• **ASSIGNMENT**:
From the first line to the last, return the data exactly as it stands.

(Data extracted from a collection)
● ● ● ● ● ● ●

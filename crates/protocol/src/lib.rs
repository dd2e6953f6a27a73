//! Wire data model for the broker listing filter.
//!
//! The filter sits between an upstream game server and a downstream client.
//! Three inbound event shapes reach it (listing batch, item detail response,
//! user command) and three outbound shapes leave it (rewritten listing batch,
//! paced detail request, user-facing message). Everything crosses the
//! transport as one newline-delimited JSON envelope per event.

use serde::{Deserialize, Serialize};

/// Request/response "kind" tag for item tooltip (detail) exchanges. Detail
/// responses carrying any other kind belong to someone else's query and are
/// ignored by the correlator.
pub const TOOLTIP_KIND: u32 = 13;

/// Default inter-request delay for paced detail dispatch, in milliseconds.
pub const DEFAULT_PACING_MS: u64 = 20;

/// One broker listing as announced by the listing batch event.
///
/// `payload` is opaque to the filter: whatever extra fields the real protocol
/// attaches (price, duration, seller) ride along untouched so the rewritten
/// batch re-serializes faithfully.
#[derive(Debug, Clone, PartialEq, Serialize, Deserialize)]
pub struct Listing {
    pub listing_id: u64,
    pub item_id: u64,
    #[serde(default, skip_serializing_if = "serde_json::Value::is_null")]
    pub payload: serde_json::Value,
}

/// The batch-listing event: the ordered set of broker offers the client is
/// about to be shown.
#[derive(Debug, Clone, PartialEq, Serialize, Deserialize)]
pub struct ListingBatch {
    pub listings: Vec<Listing>,
}

impl ListingBatch {
    pub fn len(&self) -> usize {
        self.listings.len()
    }

    pub fn is_empty(&self) -> bool {
        self.listings.is_empty()
    }
}

/// Outbound per-item tooltip query.
///
/// `generation` tags the scatter-gather cycle that issued the request; the
/// transport echoes it in the matching [`DetailResponse`] so late responses
/// from a superseded cycle are provably ignorable. The zeroed fields are
/// required by the upstream protocol but carry no meaning here.
#[derive(Debug, Clone, PartialEq, Serialize, Deserialize)]
pub struct DetailRequest {
    pub kind: u32,
    pub generation: u64,
    pub item_id: u64,
    pub listing_id: u64,
    #[serde(default)]
    pub server_id: u32,
    #[serde(default = "default_player_id")]
    pub player_id: i64,
    #[serde(default)]
    pub owner: String,
}

fn default_player_id() -> i64 {
    -1
}

impl DetailRequest {
    pub fn new(generation: u64, listing: &Listing, owner: impl Into<String>) -> Self {
        Self {
            kind: TOOLTIP_KIND,
            generation,
            item_id: listing.item_id,
            listing_id: listing.listing_id,
            server_id: 0,
            player_id: -1,
            owner: owner.into(),
        }
    }
}

/// Inbound per-item tooltip answer.
///
/// Correlation is by value: the embedded `item_id` plus the echoed
/// `generation`, never by arrival order.
#[derive(Debug, Clone, PartialEq, Serialize, Deserialize)]
pub struct DetailResponse {
    pub kind: u32,
    #[serde(default)]
    pub generation: u64,
    pub item_id: u64,
    /// Passivity roll identifiers attached to the item. Empty means the item
    /// has no roll data at all.
    #[serde(default)]
    pub passivities: Vec<u32>,
}

/// Everything the transport can deliver to the filter core.
#[derive(Debug, Clone, PartialEq, Serialize, Deserialize)]
#[serde(tag = "event", content = "data", rename_all = "snake_case")]
pub enum Inbound {
    ListingBatch(ListingBatch),
    DetailResponse(DetailResponse),
    /// A raw user command line, e.g. `filter pamp 2`.
    Command { line: String },
}

/// Everything the filter core can emit toward the transport.
#[derive(Debug, Clone, PartialEq, Serialize, Deserialize)]
#[serde(tag = "event", content = "data", rename_all = "snake_case")]
pub enum Outbound {
    /// A (possibly rewritten) listing batch bound for the client.
    ListingBatch(ListingBatch),
    /// A paced tooltip query bound for the server.
    DetailRequest(DetailRequest),
    /// User-facing text from the command surface.
    Message { text: String },
}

● ● ● ● ● ● ●

• **TASK SOLUTION**:
filename crates/protocol/src/lib.rs
repository dd2e6953f6a27a73
//! Wire data model for the broker listing filter.
//!
//! The filter sits between an upstream game server and a downstream client.
//! Three inbound event shapes reach it (listing batch, item detail response,
//! user command) and three outbound shapes leave it (rewritten listing batch,
//! paced detail request, user-facing message). Everything crosses the
//! transport as one newline-delimited JSON envelope per event.

use serde::{Deserialize, Serialize};

/// Request/response "kind" tag for item tooltip (detail) exchanges. Detail
/// responses carrying any other kind belong to someone else's query and are
/// ignored by the correlator.
pub const TOOLTIP_KIND: u32 = 13;

/// Default inter-request delay for paced detail dispatch, in milliseconds.
pub const DEFAULT_PACING_MS: u64 = 20;

/// One broker listing as announced by the listing batch event.
///
/// `payload` is opaque to the filter: whatever extra fields the real protocol
/// attaches (price, duration, seller) ride along untouched so the rewritten
/// batch re-serializes faithfully.
#[derive(Debug, Clone, PartialEq, Serialize, Deserialize)]
pub struct Listing {
    pub listing_id: u64,
    pub item_id: u64,
    #[serde(default, skip_serializing_if = "serde_json::Value::is_null")]
    pub payload: serde_json::Value,
}

/// The batch-listing event: the ordered set of broker offers the client is
/// about to be shown.
#[derive(Debug, Clone, PartialEq, Serialize, Deserialize)]
pub struct ListingBatch {
    pub listings: Vec<Listing>,
}

impl ListingBatch {
    pub fn len(&self) -> usize {
        self.listings.len()
    }

    pub fn is_empty(&self) -> bool {
        self.listings.is_empty()
    }
}

/// Outbound per-item tooltip query.
///
/// `generation` tags the scatter-gather cycle that issued the request; the
/// transport echoes it in the matching [`DetailResponse`] so late responses
/// from a superseded cycle are provably ignorable. The zeroed fields are
/// required by the upstream protocol but carry no meaning here.
#[derive(Debug, Clone, PartialEq, Serialize, Deserialize)]
pub struct DetailRequest {
    pub kind: u32,
    pub generation: u64,
    pub item_id: u64,
    pub listing_id: u64,
    #[serde(default)]
    pub server_id: u32,
    #[serde(default = "default_player_id")]
    pub player_id: i64,
    #[serde(default)]
    pub owner: String,
}

fn default_player_id() -> i64 {
    -1
}

impl DetailRequest {
    pub fn new(generation: u64, listing: &Listing, owner: impl Into<String>) -> Self {
        Self {
            kind: TOOLTIP_KIND,
            generation,
            item_id: listing.item_id,
            listing_id: listing.listing_id,
            server_id: 0,
            player_id: -1,
            owner: owner.into(),
        }
    }
}

/// Inbound per-item tooltip answer.
///
/// Correlation is by value: the embedded `item_id` plus the echoed
/// `generation`, never by arrival order.
#[derive(Debug, Clone, PartialEq, Serialize, Deserialize)]
pub struct DetailResponse {
    pub kind: u32,
    #[serde(default)]
    pub generation: u64,
    pub item_id: u64,
    /// Passivity roll identifiers attached to the item. Empty means the item
    /// has no roll data at all.
    #[serde(default)]
    pub passivities: Vec<u32>,
}

/// Everything the transport can deliver to the filter core.
#[derive(Debug, Clone, PartialEq, Serialize, Deserialize)]
#[serde(tag = "event", content = "data", rename_all = "snake_case")]
pub enum Inbound {
    ListingBatch(ListingBatch),
    DetailResponse(DetailResponse),
    /// A raw user command line, e.g. `filter pamp 2`.
    Command { line: String },
}

/// Everything the filter core can emit toward the transport.
#[derive(Debug, Clone, PartialEq, Serialize, Deserialize)]
#[serde(tag = "event", content = "data", rename_all = "snake_case")]
pub enum Outbound {
    /// A (possibly rewritten) listing batch bound for the client.
    ListingBatch(ListingBatch),
    /// A paced tooltip query bound for the server.
    DetailRequest(DetailRequest),
    /// User-facing text from the command surface.
    Message { text: String },
}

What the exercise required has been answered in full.